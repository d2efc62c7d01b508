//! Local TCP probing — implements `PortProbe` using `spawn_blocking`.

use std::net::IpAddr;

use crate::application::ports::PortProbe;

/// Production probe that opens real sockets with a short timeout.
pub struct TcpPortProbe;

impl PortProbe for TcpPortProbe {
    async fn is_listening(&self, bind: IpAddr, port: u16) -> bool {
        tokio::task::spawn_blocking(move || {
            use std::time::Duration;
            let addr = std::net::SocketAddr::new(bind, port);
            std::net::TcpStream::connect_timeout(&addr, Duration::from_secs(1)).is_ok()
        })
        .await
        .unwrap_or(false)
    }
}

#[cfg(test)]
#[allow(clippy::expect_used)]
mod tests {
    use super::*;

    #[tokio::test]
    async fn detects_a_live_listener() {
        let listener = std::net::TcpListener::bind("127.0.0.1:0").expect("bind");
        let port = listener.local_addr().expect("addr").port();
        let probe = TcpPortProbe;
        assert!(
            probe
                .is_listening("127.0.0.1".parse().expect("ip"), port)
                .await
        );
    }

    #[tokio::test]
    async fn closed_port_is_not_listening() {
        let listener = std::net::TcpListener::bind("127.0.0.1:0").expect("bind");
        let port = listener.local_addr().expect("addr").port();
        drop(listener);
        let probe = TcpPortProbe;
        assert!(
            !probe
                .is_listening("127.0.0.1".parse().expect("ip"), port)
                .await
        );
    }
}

### TASK TO COMPLETE
Please retype the listing above with no line missing.

### SOLUTION TO THIS PROBLEM
repository d2efc62c7d01b508
//! Local TCP probing — implements `PortProbe` using `spawn_blocking`.

use std::net::IpAddr;

use crate::application::ports::PortProbe;

/// Production probe that opens real sockets with a short timeout.
pub struct TcpPortProbe;

impl PortProbe for TcpPortProbe {
    async fn is_listening(&self, bind: IpAddr, port: u16) -> bool {
        tokio::task::spawn_blocking(move || {
            use std::time::Duration;
            let addr = std::net::SocketAddr::new(bind, port);
            std::net::TcpStream::connect_timeout(&addr, Duration::from_secs(1)).is_ok()
        })
        .await
        .unwrap_or(false)
    }
}

#[cfg(test)]
#[allow(clippy::expect_used)]
mod tests {
    use super::*;

    #[tokio::test]
    async fn detects_a_live_listener() {
        let listener = std::net::TcpListener::bind("127.0.0.1:0").expect("bind");
        let port = listener.local_addr().expect("addr").port();
        let probe = TcpPortProbe;
        assert!(
            probe
                .is_listening("127.0.0.1".parse().expect("ip"), port)
                .await
        );
    }

    #[tokio::test]
    async fn closed_port_is_not_listening() {
        let listener = std::net::TcpListener::bind("127.0.0.1:0").expect("bind");
        let port = listener.local_addr().expect("addr").port();
        drop(listener);
        let probe = TcpPortProbe;
        assert!(
            !probe
                .is_listening("127.0.0.1".parse().expect("ip"), port)
                .await
        );
    }
}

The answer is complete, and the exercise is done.